Work to complete: Reproduce the complete set of records, exactly as they appear.

[Stored data]
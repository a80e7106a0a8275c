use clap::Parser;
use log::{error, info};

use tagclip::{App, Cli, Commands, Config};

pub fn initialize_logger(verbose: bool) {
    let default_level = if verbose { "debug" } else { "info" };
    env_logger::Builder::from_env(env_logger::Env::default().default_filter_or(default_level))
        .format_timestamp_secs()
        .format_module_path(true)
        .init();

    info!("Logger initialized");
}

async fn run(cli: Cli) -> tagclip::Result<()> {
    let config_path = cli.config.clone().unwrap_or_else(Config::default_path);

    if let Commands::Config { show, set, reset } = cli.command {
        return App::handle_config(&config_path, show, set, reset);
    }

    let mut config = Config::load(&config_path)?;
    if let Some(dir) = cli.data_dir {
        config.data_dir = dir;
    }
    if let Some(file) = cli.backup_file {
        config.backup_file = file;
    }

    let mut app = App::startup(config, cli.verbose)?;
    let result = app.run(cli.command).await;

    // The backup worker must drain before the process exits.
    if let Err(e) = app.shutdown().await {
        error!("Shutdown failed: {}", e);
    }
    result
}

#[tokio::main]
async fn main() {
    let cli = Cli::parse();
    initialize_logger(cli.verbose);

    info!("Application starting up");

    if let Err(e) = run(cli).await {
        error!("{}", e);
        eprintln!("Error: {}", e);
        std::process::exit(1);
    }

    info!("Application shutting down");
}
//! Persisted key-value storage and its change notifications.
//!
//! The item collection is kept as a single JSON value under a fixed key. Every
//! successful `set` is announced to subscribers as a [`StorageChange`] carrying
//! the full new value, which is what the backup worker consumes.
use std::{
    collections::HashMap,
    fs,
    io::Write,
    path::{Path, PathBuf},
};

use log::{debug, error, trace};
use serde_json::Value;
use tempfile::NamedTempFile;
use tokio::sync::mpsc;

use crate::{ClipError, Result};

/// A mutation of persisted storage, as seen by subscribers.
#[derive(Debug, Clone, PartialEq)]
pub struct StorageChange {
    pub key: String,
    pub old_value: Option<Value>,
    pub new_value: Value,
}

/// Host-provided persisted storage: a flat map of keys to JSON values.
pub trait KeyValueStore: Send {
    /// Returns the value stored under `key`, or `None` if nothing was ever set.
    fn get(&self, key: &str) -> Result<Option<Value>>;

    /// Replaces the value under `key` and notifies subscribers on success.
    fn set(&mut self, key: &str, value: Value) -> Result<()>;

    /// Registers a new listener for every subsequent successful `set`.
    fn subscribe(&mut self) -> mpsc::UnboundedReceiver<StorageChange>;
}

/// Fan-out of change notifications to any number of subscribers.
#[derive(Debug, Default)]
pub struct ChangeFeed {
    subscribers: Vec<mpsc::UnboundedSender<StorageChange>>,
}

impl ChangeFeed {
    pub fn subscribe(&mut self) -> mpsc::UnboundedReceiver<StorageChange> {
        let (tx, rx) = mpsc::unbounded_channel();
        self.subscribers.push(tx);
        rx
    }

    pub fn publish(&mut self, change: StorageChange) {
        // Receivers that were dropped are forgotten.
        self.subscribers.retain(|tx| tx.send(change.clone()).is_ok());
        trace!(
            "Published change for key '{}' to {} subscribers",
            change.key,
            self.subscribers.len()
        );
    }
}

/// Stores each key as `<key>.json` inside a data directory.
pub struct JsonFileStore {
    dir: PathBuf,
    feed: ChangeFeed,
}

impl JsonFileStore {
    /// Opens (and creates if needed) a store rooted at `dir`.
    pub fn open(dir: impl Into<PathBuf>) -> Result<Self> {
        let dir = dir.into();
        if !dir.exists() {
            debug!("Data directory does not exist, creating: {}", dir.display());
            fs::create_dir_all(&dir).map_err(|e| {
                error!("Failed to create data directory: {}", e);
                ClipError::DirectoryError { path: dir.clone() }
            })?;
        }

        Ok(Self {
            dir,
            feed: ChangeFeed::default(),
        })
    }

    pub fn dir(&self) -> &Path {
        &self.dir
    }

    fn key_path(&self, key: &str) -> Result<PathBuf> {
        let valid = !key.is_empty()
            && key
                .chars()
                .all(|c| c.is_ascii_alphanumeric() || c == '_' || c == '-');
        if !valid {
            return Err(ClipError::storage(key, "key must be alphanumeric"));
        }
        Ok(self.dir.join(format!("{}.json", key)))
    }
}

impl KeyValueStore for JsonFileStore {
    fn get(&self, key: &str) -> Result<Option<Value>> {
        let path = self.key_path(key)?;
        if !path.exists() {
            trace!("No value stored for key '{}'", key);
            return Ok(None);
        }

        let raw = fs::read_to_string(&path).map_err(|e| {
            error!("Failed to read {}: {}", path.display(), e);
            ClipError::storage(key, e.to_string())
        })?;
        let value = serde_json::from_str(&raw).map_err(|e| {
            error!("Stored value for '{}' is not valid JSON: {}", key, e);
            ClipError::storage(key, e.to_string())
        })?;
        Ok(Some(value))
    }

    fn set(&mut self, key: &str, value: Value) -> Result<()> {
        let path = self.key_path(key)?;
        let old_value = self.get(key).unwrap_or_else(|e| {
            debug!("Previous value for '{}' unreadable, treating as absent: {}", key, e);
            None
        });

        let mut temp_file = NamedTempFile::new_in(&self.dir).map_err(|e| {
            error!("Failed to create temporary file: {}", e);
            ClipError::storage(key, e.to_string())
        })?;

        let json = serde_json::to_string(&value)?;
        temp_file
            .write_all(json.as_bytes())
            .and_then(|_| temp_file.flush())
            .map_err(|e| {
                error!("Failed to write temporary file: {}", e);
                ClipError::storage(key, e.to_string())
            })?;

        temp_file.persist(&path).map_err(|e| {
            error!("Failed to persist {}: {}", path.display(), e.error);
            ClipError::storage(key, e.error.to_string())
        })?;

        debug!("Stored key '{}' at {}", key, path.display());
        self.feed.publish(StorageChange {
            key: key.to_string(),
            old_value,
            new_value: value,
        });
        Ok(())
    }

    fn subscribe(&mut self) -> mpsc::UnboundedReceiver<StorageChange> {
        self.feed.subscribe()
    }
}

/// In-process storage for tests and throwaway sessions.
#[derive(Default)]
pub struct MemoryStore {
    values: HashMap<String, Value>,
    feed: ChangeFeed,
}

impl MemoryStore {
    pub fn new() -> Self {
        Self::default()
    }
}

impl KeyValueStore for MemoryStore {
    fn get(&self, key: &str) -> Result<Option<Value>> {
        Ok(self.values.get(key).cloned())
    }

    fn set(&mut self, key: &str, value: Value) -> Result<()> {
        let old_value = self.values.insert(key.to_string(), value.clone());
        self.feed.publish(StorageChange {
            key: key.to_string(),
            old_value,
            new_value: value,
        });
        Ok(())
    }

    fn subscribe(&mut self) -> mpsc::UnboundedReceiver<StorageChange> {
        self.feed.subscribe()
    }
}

Result for this task:
repository a80e7106a0a8275c
use clap::Parser;
use log::{error, info};

use tagclip::{App, Cli, Commands, Config};

pub fn initialize_logger(verbose: bool) {
    let default_level = if verbose { "debug" } else { "info" };
    env_logger::Builder::from_env(env_logger::Env::default().default_filter_or(default_level))
        .format_timestamp_secs()
        .format_module_path(true)
        .init();

    info!("Logger initialized");
}

async fn run(cli: Cli) -> tagclip::Result<()> {
    let config_path = cli.config.clone().unwrap_or_else(Config::default_path);

    if let Commands::Config { show, set, reset } = cli.command {
        return App::handle_config(&config_path, show, set, reset);
    }

    let mut config = Config::load(&config_path)?;
    if let Some(dir) = cli.data_dir {
        config.data_dir = dir;
    }
    if let Some(file) = cli.backup_file {
        config.backup_file = file;
    }

    let mut app = App::startup(config, cli.verbose)?;
    let result = app.run(cli.command).await;

    // The backup worker must drain before the process exits.
    if let Err(e) = app.shutdown().await {
        error!("Shutdown failed: {}", e);
    }
    result
}

#[tokio::main]
async fn main() {
    let cli = Cli::parse();
    initialize_logger(cli.verbose);

    info!("Application starting up");

    if let Err(e) = run(cli).await {
        error!("{}", e);
        eprintln!("Error: {}", e);
        std::process::exit(1);
    }

    info!("Application shutting down");
}
//! Persisted key-value storage and its change notifications.
//!
//! The item collection is kept as a single JSON value under a fixed key. Every
//! successful `set` is announced to subscribers as a [`StorageChange`] carrying
//! the full new value, which is what the backup worker consumes.
use std::{
    collections::HashMap,
    fs,
    io::Write,
    path::{Path, PathBuf},
};

use log::{debug, error, trace};
use serde_json::Value;
use tempfile::NamedTempFile;
use tokio::sync::mpsc;

use crate::{ClipError, Result};

/// A mutation of persisted storage, as seen by subscribers.
#[derive(Debug, Clone, PartialEq)]
pub struct StorageChange {
    pub key: String,
    pub old_value: Option<Value>,
    pub new_value: Value,
}

/// Host-provided persisted storage: a flat map of keys to JSON values.
pub trait KeyValueStore: Send {
    /// Returns the value stored under `key`, or `None` if nothing was ever set.
    fn get(&self, key: &str) -> Result<Option<Value>>;

    /// Replaces the value under `key` and notifies subscribers on success.
    fn set(&mut self, key: &str, value: Value) -> Result<()>;

    /// Registers a new listener for every subsequent successful `set`.
    fn subscribe(&mut self) -> mpsc::UnboundedReceiver<StorageChange>;
}

/// Fan-out of change notifications to any number of subscribers.
#[derive(Debug, Default)]
pub struct ChangeFeed {
    subscribers: Vec<mpsc::UnboundedSender<StorageChange>>,
}

impl ChangeFeed {
    pub fn subscribe(&mut self) -> mpsc::UnboundedReceiver<StorageChange> {
        let (tx, rx) = mpsc::unbounded_channel();
        self.subscribers.push(tx);
        rx
    }

    pub fn publish(&mut self, change: StorageChange) {
        // Receivers that were dropped are forgotten.
        self.subscribers.retain(|tx| tx.send(change.clone()).is_ok());
        trace!(
            "Published change for key '{}' to {} subscribers",
            change.key,
            self.subscribers.len()
        );
    }
}

/// Stores each key as `<key>.json` inside a data directory.
pub struct JsonFileStore {
    dir: PathBuf,
    feed: ChangeFeed,
}

impl JsonFileStore {
    /// Opens (and creates if needed) a store rooted at `dir`.
    pub fn open(dir: impl Into<PathBuf>) -> Result<Self> {
        let dir = dir.into();
        if !dir.exists() {
            debug!("Data directory does not exist, creating: {}", dir.display());
            fs::create_dir_all(&dir).map_err(|e| {
                error!("Failed to create data directory: {}", e);
                ClipError::DirectoryError { path: dir.clone() }
            })?;
        }

        Ok(Self {
            dir,
            feed: ChangeFeed::default(),
        })
    }

    pub fn dir(&self) -> &Path {
        &self.dir
    }

    fn key_path(&self, key: &str) -> Result<PathBuf> {
        let valid = !key.is_empty()
            && key
                .chars()
                .all(|c| c.is_ascii_alphanumeric() || c == '_' || c == '-');
        if !valid {
            return Err(ClipError::storage(key, "key must be alphanumeric"));
        }
        Ok(self.dir.join(format!("{}.json", key)))
    }
}

impl KeyValueStore for JsonFileStore {
    fn get(&self, key: &str) -> Result<Option<Value>> {
        let path = self.key_path(key)?;
        if !path.exists() {
            trace!("No value stored for key '{}'", key);
            return Ok(None);
        }

        let raw = fs::read_to_string(&path).map_err(|e| {
            error!("Failed to read {}: {}", path.display(), e);
            ClipError::storage(key, e.to_string())
        })?;
        let value = serde_json::from_str(&raw).map_err(|e| {
            error!("Stored value for '{}' is not valid JSON: {}", key, e);
            ClipError::storage(key, e.to_string())
        })?;
        Ok(Some(value))
    }

    fn set(&mut self, key: &str, value: Value) -> Result<()> {
        let path = self.key_path(key)?;
        let old_value = self.get(key).unwrap_or_else(|e| {
            debug!("Previous value for '{}' unreadable, treating as absent: {}", key, e);
            None
        });

        let mut temp_file = NamedTempFile::new_in(&self.dir).map_err(|e| {
            error!("Failed to create temporary file: {}", e);
            ClipError::storage(key, e.to_string())
        })?;

        let json = serde_json::to_string(&value)?;
        temp_file
            .write_all(json.as_bytes())
            .and_then(|_| temp_file.flush())
            .map_err(|e| {
                error!("Failed to write temporary file: {}", e);
                ClipError::storage(key, e.to_string())
            })?;

        temp_file.persist(&path).map_err(|e| {
            error!("Failed to persist {}: {}", path.display(), e.error);
            ClipError::storage(key, e.error.to_string())
        })?;

        debug!("Stored key '{}' at {}", key, path.display());
        self.feed.publish(StorageChange {
            key: key.to_string(),
            old_value,
            new_value: value,
        });
        Ok(())
    }

    fn subscribe(&mut self) -> mpsc::UnboundedReceiver<StorageChange> {
        self.feed.subscribe()
    }
}

/// In-process storage for tests and throwaway sessions.
#[derive(Default)]
pub struct MemoryStore {
    values: HashMap<String, Value>,
    feed: ChangeFeed,
}

impl MemoryStore {
    pub fn new() -> Self {
        Self::default()
    }
}

impl KeyValueStore for MemoryStore {
    fn get(&self, key: &str) -> Result<Option<Value>> {
        Ok(self.values.get(key).cloned())
    }

    fn set(&mut self, key: &str, value: Value) -> Result<()> {
        let old_value = self.values.insert(key.to_string(), value.clone());
        self.feed.publish(StorageChange {
            key: key.to_string(),
            old_value,
            new_value: value,
        });
        Ok(())
    }

    fn subscribe(&mut self) -> mpsc::UnboundedReceiver<StorageChange> {
        self.feed.subscribe()
    }
}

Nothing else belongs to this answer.